Although this particular law was defective, there are other approaches we can take to punish terroristic cross burning without sacrificing established free-speech principles. The Supreme Court has never held that cross burning is beyond the reach of the criminal law. On the contrary, it has been punished numerous times under federal civil-rights laws. In fact, the Supreme Court decision which the Court of Appeals followed assumes that cross burning can be criminalized under a properly drafted statute.

The approach we favor is a state civil-rights law modeled on federal statutes. Such a law was first enacted in 1979 by the State of Massachusetts, followed several years later by California. These laws provide criminal penalties and civil remedies where force, or the threat of force, is used to interfere with a person's civil rights. Police and prosecutors who have experience enforcing these laws are enthusiastic about them, as are the victims who have used the civil remedies to obtain compensation.
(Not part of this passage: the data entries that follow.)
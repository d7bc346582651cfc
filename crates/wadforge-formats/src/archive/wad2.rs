//! Quake / Half-Life texture WADs (`WAD2` / `WAD3`)
//!
//! ```text
//! 0   "WAD2" | "WAD3"
//! 4   i32   lump count
//! 8   i32   directory offset
//! dir 32-byte records {
//!       i32 offset, i32 disk size, i32 size,
//!       u8 type, u8 compression, u16 padding, name[16]
//!     }
//! ```
//!
//! No known tool writes compressed lumps; a non-zero compression byte is
//! kept verbatim and the payload returned undecoded.

use bytes::Bytes;
use wadforge_core::buffer::{fixed_string, read};
use wadforge_core::{ByteBuffer, Confidence, Error, Result};

use super::{
    check_span, field_i32, flat_entries, index_progress, Archive, ArchiveContents, ArchiveEntry, ArchiveProps,
    EntryProps,
};
use crate::traits::{ArchiveFormat, Detect, FormatCapabilities, OpenOptions, ProgressCallback, WriteOptions};

const HEADER_LEN: usize = 12;
const RECORD_LEN: usize = 32;
const NAME_FIELD: usize = 16;
const MAX_NAME: usize = NAME_FIELD - 1;

/// Common lump type bytes
pub mod lump_type {
    pub const PALETTE: u8 = 0x40;
    pub const QTEX: u8 = 0x41;
    pub const QPIC: u8 = 0x42;
    pub const SOUND: u8 = 0x43;
    pub const MIPTEX: u8 = 0x44;
    /// Half-Life (WAD3) mip texture
    pub const MIPTEX_HL: u8 = 0x43;
}

fn parse_header(data: &[u8]) -> Result<(String, usize, usize)> {
    if data.len() < HEADER_LEN {
        return Err(Error::truncated(0, HEADER_LEN, data.len()));
    }
    let magic = &data[..4];
    if magic != b"WAD2" && magic != b"WAD3" {
        return Err(Error::malformed(format!("not a WAD2/WAD3: magic {magic:02x?}")));
    }
    let count = read::i32_le(data, 4).unwrap_or(-1);
    let dir_offset = read::i32_le(data, 8).unwrap_or(-1);
    if count < 0 || dir_offset < 0 {
        return Err(Error::malformed(format!(
            "negative lump count ({count}) or directory offset ({dir_offset})"
        )));
    }
    let (count, dir_offset) = (count as usize, dir_offset as usize);
    let dir_end = count
        .checked_mul(RECORD_LEN)
        .and_then(|len| len.checked_add(dir_offset))
        .unwrap_or(usize::MAX);
    if dir_end > data.len() {
        return Err(Error::out_of_bounds(dir_end, data.len()).with_context("WAD2 directory"));
    }
    Ok((String::from_utf8_lossy(magic).into_owned(), count, dir_offset))
}

/// Quake WAD2 / Half-Life WAD3 container
#[derive(Debug, Default, Clone, Copy)]
pub struct Wad2Format;

impl Detect for Wad2Format {
    fn id(&self) -> &str {
        "wad2"
    }

    fn reliability(&self) -> u8 {
        u8::MAX
    }

    fn min_size(&self) -> usize {
        HEADER_LEN
    }

    fn test(&self, data: &[u8]) -> Confidence {
        if data.len() < HEADER_LEN || !(read::magic_at(data, 0, b"WAD2") || read::magic_at(data, 0, b"WAD3")) {
            return Confidence::NoMatch;
        }
        match parse_header(data) {
            Ok(_) => Confidence::Certain,
            Err(_) => Confidence::Unlikely,
        }
    }
}

impl ArchiveFormat for Wad2Format {
    fn name(&self) -> &str {
        "Quake WAD2/WAD3"
    }

    fn extensions(&self) -> &[&str] {
        &["wad"]
    }

    fn capabilities(&self) -> FormatCapabilities {
        FormatCapabilities {
            directories: false,
            max_name_len: Some(MAX_NAME),
            compresses: false,
            single_entry: false,
        }
    }

    fn read_directory(
        &self,
        source: &Bytes,
        _options: &OpenOptions,
        progress: Option<&ProgressCallback>,
    ) -> Result<ArchiveContents> {
        let (variant, count, dir_offset) = parse_header(source)?;
        let mut contents = ArchiveContents {
            props: ArchiveProps {
                variant: Some(variant),
                ..ArchiveProps::default()
            },
            ..ArchiveContents::default()
        };
        contents.root.entries.reserve(count);

        for i in 0..count {
            let record = dir_offset + i * RECORD_LEN;
            let offset = read::i32_le(source, record).unwrap_or(-1);
            let disk_size = read::i32_le(source, record + 4).unwrap_or(-1);
            let size = read::i32_le(source, record + 8).unwrap_or(-1);
            let kind = source[record + 12];
            let method = source[record + 13];
            let name = fixed_string(&source[record + 16..record + RECORD_LEN]);

            if offset < 0 || disk_size < 0 || size < 0 {
                return Err(Error::malformed(format!("lump {i} '{name}' has a negative field")));
            }
            check_span(source.len(), offset as u64, disk_size as u64, &name)?;
            index_progress(progress, i, count, &name);

            if method != 0 {
                tracing::warn!(lump = %name, method, "compressed WAD2 lump kept undecoded");
            }

            let props = EntryProps {
                full_size: size as u64,
                lump_type: Some(kind),
                raw_method: Some(u16::from(method)),
                ..EntryProps::default()
            };
            contents
                .root
                .entries
                .push(ArchiveEntry::on_disk(name, offset as u64, disk_size as u64).with_props(props));
        }

        tracing::debug!(lumps = count, "WAD2 directory read");
        Ok(contents)
    }

    fn write_archive(&self, archive: &Archive, _options: &WriteOptions) -> Result<Vec<u8>> {
        let entries = flat_entries(archive)?;
        let magic = match archive.props().variant.as_deref() {
            Some("WAD3") => b"WAD3",
            _ => b"WAD2",
        };

        let mut out = ByteBuffer::new();
        out.write_bytes(magic)?;
        out.write_i32_le(field_i32(entries.len(), "lump count")?)?;
        out.write_i32_le(0)?; // directory offset, patched below

        struct Record<'a> {
            offset: usize,
            disk_size: usize,
            size: u64,
            kind: u8,
            method: u8,
            name: &'a str,
        }

        let mut records = Vec::with_capacity(entries.len());
        for entry in entries {
            if entry.name.len() > MAX_NAME {
                return Err(Error::invalid_operation(format!(
                    "lump name '{}' is longer than {MAX_NAME} bytes",
                    entry.name
                )));
            }
            let kind = entry.props.lump_type.unwrap_or(0);
            let method = entry.props.raw_method.unwrap_or(0);
            let offset = out.position();

            // compressed lumps can only be carried over untouched
            let record = if !entry.modified && method != 0 {
                let raw = archive.raw_bytes(entry)?;
                out.write_bytes(raw)?;
                Record {
                    offset,
                    disk_size: raw.len(),
                    size: entry.props.full_size,
                    kind,
                    method: u8::try_from(method).unwrap_or(0),
                    name: &entry.name,
                }
            } else {
                let data = archive.payload(entry)?;
                out.write_bytes(&data)?;
                Record {
                    offset,
                    disk_size: data.len(),
                    size: data.len() as u64,
                    kind,
                    method: 0,
                    name: &entry.name,
                }
            };
            records.push(record);
        }

        let dir_offset = out.position();
        for record in &records {
            out.write_i32_le(field_i32(record.offset, "lump offset")?)?;
            out.write_i32_le(field_i32(record.disk_size, "lump size")?)?;
            out.write_i32_le(field_i32(record.size as usize, "lump size")?)?;
            out.write_u8(record.kind)?;
            out.write_u8(record.method)?;
            out.write_u16_le(0)?;
            out.write_fixed_string(record.name, NAME_FIELD)?;
        }
        out.patch_i32_le(8, field_i32(dir_offset, "directory offset")?)?;

        Ok(out.into_vec())
    }
}

#[cfg(test)]
mod tests {
    use std::sync::Arc;

    use super::*;
    use crate::archive::test_support::{build, listing, open};

    fn format() -> Arc<dyn ArchiveFormat> {
        Arc::new(Wad2Format)
    }

    #[test]
    fn test_round_trip_keeps_types() {
        let mut archive = Archive::new(format());
        archive.props_mut().variant = Some("WAD3".to_string());
        let mut tex = ArchiveEntry::new("+0BUTTON", vec![5; 40]);
        tex.props.lump_type = Some(lump_type::MIPTEX_HL);
        archive.add_entry("", tex, None).unwrap();
        archive.add_entry("", ArchiveEntry::new("CONCHARS", vec![1; 8]), None).unwrap();

        let bytes = archive.write(&WriteOptions::default()).unwrap();
        assert_eq!(&bytes[..4], b"WAD3");

        let reopened = open(format(), bytes.clone());
        let button = reopened.entry("+0BUTTON").unwrap();
        assert_eq!(button.props.lump_type, Some(lump_type::MIPTEX_HL));
        assert_eq!(button.props.raw_method, Some(0));
        assert_eq!(reopened.entry("CONCHARS").unwrap().props.lump_type, Some(0));
        assert_eq!(reopened.write(&WriteOptions::default()).unwrap(), bytes);
    }

    #[test]
    fn test_compressed_lump_carried_over() {
        let mut bytes = build(format(), &[("PAL", b"packed!")]);
        let dir = read::i32_le(&bytes, 8).unwrap() as usize;
        bytes[dir + 8..dir + 12].copy_from_slice(&64i32.to_le_bytes());
        bytes[dir + 13] = 1;

        let archive = open(format(), bytes);
        let pal = archive.entry("PAL").unwrap();
        assert_eq!(pal.props.raw_method, Some(1));
        assert_eq!(pal.props.full_size, 64);
        assert_eq!(&archive.entry_data("PAL").unwrap()[..], b"packed!");

        let again = open(format(), archive.write(&WriteOptions::default()).unwrap());
        let pal = again.entry("PAL").unwrap();
        assert_eq!(pal.props.raw_method, Some(1));
        assert_eq!(pal.props.full_size, 64);
        assert_eq!(pal.size_on_disk, 7);
    }

    #[test]
    fn test_name_limit() {
        let mut archive = Archive::new(format());
        assert!(archive
            .add_entry("", ArchiveEntry::new("A".repeat(16), vec![]), None)
            .is_err());
        assert!(archive
            .add_entry("", ArchiveEntry::new("A".repeat(15), vec![]), None)
            .is_ok());
    }

    #[test]
    fn test_detection() {
        let bytes = build(format(), &[("A", b"a")]);
        assert_eq!(Wad2Format.test(&bytes), Confidence::Certain);
        assert_eq!(listing(&open(format(), bytes)), vec![("A".to_string(), 1)]);
        assert_eq!(Wad2Format.test(b"WAD2\xff\xff\xff\xff\0\0\0\0"), Confidence::Unlikely);
        assert_eq!(Wad2Format.test(b"PWAD\0\0\0\0\0\0\0\0"), Confidence::NoMatch);
    }
}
This law has many virtues and few, if any, drawbacks. First, it has survived constitutional challenge. Second, it protects every person's civil rights. Third, a civil-rights law would actually penalize more cases of terroristic cross burning than did the old law. At the same time, it would reach a wide range of other violent acts which are intended to deny citizens their right to participate fully in our civic and social life.

Although this new civil-rights law would overlap somewhat with Maryland's ethnic-intimidation statute, for the most part the two laws would complement each other. Finally, unlike the old cross-burning law, a civil-rights statute would represent an honest and direct commitment on the part of the State of Maryland to confront racial and ethnic violence -- perhaps the most serious threat to our social order.

The kind of civil-rights law described here has been introduced in past sessions of the Maryland legislature, but largely ignored. It will undoubtedly be introduced again this year. Let us hope that this time the bill receives full hearings in the Senate and House of Delegates.

Some commentators have criticized bias-crime laws and similar measures as tending to pit one group against another -- in the words of one writer, as encouraging the ''Balkanization'' of American society. In fact, the opposite is true. Given the chance, many members of minority groups will testify that these laws make them feel more a part of the larger society precisely because they recognize and provide remedies for some of the most serious barriers they face in their daily struggle to realize the American dream. The true lesson we should take from the Balkans is that the more we try to deny the severity of racial and ethnic conflict now, the higher the price we all will pay later.

Bob Purvis is legal director of the Center for the Applied Study of Prejudice and Ethnoviolence, based at the University of Maryland at Baltimore.